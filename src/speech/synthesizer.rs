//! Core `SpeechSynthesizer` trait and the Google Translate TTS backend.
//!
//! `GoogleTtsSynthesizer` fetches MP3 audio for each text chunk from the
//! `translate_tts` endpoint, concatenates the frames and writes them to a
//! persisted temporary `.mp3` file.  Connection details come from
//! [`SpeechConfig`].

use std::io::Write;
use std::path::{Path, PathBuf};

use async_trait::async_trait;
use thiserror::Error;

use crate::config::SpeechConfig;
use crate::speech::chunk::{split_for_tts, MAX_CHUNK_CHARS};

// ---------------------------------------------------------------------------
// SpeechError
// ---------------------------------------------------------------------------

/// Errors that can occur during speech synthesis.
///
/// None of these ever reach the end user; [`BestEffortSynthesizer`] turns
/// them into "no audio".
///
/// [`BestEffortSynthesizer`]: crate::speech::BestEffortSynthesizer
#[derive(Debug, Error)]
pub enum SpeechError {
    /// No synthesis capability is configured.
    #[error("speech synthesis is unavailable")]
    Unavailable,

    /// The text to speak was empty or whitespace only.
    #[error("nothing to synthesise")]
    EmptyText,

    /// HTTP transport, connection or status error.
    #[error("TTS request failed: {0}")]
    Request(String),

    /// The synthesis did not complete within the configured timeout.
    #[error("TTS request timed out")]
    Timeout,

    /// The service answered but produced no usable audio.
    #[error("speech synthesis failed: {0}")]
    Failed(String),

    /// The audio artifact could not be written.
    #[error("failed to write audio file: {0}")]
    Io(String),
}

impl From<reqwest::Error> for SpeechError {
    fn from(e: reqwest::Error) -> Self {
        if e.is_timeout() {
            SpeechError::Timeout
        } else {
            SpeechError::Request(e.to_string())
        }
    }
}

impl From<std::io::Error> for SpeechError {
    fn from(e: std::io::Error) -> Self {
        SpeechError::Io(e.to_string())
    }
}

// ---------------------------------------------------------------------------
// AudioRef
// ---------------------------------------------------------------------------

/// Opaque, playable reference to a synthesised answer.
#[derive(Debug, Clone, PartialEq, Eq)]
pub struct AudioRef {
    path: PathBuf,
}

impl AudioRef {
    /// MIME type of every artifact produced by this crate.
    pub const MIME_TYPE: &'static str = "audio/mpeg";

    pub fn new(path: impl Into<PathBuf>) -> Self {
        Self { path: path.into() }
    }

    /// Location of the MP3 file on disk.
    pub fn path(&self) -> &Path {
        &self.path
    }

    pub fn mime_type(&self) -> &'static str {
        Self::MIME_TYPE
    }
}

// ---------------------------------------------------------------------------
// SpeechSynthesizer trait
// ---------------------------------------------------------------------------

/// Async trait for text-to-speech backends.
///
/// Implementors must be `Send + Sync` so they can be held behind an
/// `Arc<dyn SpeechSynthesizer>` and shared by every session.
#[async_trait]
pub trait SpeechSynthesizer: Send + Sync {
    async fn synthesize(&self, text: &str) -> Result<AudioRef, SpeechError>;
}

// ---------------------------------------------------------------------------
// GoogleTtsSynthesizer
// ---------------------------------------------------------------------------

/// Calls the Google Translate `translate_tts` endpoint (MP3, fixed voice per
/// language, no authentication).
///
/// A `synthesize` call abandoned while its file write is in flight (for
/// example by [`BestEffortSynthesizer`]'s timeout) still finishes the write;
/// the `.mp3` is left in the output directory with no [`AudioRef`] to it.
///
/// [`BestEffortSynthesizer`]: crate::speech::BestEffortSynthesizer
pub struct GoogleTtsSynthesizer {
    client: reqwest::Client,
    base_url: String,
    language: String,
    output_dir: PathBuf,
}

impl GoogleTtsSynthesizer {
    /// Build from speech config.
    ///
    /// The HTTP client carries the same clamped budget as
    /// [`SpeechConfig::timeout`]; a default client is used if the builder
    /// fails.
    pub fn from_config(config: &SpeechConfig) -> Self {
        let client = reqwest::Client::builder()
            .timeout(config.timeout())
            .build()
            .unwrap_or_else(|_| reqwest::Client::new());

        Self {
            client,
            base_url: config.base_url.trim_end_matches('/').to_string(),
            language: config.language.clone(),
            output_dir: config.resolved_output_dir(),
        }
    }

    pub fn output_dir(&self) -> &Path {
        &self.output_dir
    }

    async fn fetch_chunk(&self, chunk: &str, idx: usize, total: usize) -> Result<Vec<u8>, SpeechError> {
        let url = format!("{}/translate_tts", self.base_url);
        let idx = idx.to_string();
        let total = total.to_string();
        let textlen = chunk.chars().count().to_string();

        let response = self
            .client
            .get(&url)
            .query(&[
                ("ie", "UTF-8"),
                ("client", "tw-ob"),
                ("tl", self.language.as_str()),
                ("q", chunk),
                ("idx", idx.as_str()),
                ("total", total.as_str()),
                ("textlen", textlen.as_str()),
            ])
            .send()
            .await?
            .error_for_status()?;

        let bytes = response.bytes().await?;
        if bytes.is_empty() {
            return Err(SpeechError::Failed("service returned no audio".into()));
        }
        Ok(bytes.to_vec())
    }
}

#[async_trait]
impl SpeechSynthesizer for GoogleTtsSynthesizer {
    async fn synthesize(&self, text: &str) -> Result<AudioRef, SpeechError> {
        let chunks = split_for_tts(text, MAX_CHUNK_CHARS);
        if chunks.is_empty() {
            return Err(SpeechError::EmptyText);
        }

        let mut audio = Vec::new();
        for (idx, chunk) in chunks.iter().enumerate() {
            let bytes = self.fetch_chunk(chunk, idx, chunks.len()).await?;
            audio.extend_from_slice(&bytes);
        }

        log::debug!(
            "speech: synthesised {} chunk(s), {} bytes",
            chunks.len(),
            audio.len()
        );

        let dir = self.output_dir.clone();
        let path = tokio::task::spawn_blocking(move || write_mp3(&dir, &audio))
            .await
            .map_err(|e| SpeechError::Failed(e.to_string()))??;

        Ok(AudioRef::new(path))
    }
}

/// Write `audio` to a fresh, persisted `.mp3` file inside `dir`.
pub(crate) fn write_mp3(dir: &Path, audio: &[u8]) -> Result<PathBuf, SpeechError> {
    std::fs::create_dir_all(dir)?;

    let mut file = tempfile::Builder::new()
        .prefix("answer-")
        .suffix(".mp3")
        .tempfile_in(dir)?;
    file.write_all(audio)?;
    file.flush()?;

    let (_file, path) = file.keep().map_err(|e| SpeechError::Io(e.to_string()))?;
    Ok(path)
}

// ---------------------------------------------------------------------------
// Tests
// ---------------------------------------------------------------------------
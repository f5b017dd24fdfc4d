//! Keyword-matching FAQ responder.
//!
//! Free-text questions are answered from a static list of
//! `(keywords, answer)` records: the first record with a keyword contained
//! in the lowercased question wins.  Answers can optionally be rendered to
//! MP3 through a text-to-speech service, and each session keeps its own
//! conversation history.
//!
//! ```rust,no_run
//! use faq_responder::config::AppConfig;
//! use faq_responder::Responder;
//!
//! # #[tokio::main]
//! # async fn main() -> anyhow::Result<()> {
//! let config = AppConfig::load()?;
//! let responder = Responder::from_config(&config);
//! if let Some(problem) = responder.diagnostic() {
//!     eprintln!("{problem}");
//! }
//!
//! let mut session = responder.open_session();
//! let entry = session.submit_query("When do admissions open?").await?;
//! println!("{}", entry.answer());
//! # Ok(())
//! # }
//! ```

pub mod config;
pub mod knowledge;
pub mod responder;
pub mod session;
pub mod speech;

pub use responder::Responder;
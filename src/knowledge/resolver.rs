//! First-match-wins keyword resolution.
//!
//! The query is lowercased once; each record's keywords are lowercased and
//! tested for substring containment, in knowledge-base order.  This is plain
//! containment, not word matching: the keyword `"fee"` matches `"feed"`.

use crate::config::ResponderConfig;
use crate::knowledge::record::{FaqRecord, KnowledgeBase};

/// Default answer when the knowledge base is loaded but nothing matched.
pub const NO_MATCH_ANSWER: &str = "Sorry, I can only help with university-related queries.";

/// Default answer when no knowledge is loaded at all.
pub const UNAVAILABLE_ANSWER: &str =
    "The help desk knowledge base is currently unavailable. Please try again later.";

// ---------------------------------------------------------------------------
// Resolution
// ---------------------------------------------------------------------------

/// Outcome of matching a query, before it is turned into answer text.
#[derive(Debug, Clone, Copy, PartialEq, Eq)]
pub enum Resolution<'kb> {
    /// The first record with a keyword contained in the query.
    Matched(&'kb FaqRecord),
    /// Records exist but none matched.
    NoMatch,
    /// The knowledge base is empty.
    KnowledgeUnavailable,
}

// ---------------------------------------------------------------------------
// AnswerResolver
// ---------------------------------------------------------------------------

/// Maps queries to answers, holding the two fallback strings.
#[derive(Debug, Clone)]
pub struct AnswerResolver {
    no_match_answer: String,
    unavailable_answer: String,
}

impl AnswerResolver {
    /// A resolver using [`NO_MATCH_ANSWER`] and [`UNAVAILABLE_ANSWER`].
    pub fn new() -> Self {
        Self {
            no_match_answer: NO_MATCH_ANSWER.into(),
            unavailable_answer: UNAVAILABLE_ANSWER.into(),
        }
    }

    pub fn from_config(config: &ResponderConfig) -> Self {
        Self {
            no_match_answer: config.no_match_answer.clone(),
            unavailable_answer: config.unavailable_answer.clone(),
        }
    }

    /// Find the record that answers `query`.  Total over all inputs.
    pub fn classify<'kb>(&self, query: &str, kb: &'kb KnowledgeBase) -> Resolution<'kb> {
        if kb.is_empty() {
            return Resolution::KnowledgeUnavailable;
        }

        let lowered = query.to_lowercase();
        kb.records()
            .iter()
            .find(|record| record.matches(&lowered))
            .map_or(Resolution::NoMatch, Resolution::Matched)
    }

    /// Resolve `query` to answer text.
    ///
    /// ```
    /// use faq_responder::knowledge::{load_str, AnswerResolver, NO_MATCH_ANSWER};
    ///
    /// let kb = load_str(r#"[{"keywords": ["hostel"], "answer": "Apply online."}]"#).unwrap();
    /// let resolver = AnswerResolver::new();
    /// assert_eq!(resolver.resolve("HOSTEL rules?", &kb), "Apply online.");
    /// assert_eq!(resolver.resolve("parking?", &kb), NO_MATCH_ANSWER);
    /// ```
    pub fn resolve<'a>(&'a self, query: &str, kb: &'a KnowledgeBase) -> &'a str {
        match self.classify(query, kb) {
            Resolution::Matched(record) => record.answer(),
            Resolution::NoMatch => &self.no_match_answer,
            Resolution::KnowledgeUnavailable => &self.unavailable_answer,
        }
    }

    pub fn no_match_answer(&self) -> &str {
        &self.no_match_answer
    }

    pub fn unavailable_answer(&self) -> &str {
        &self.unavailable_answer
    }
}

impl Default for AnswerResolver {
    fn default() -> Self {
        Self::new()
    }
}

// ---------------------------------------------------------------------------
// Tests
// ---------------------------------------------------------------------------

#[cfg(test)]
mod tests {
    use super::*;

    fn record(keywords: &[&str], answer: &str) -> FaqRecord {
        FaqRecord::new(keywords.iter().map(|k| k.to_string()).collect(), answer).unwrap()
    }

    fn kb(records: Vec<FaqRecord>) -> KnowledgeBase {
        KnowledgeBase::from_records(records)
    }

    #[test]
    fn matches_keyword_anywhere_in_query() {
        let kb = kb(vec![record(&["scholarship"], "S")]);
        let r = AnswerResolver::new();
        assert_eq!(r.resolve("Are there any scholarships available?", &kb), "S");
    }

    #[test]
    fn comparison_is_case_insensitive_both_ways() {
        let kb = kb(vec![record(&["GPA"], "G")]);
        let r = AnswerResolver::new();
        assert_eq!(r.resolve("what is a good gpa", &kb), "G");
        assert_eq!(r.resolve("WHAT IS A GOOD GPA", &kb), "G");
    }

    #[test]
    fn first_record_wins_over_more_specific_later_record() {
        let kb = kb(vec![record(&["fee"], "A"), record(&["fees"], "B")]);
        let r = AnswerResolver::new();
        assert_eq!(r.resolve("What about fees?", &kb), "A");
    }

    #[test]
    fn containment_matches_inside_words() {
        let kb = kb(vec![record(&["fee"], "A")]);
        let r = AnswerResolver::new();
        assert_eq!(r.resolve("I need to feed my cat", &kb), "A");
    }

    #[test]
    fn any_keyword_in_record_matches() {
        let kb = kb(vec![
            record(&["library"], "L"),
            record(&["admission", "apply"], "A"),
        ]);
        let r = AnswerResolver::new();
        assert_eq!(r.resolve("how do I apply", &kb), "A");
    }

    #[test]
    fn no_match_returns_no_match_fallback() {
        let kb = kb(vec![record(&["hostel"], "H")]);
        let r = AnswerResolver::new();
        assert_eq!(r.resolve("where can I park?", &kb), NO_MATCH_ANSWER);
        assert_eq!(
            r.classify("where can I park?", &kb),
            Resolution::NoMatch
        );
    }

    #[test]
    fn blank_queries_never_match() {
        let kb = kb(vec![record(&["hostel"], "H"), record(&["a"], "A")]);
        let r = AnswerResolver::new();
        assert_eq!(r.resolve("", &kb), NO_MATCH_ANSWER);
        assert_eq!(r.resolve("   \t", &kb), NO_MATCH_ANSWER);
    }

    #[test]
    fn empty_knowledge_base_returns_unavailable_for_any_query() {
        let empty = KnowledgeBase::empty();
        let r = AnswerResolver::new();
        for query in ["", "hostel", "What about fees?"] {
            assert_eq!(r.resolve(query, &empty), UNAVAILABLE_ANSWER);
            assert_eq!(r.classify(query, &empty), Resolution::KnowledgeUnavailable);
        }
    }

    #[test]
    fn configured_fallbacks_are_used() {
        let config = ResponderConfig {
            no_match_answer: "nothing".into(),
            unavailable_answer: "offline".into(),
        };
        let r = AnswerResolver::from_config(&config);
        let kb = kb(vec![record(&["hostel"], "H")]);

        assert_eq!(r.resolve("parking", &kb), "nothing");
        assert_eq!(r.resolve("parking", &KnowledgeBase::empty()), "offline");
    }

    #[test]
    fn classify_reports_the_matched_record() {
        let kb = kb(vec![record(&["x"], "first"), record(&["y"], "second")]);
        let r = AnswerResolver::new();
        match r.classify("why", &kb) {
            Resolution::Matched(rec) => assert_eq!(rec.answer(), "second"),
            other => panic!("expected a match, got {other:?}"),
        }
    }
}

» WHAT NEEDS TO BE DONE
Copy out every line of the listing that includes the string "PartialEq".

» TASK OUTPUT
#[derive(Debug, Clone, PartialEq, Eq)]
#[derive(Debug, Clone, Copy, PartialEq, Eq)]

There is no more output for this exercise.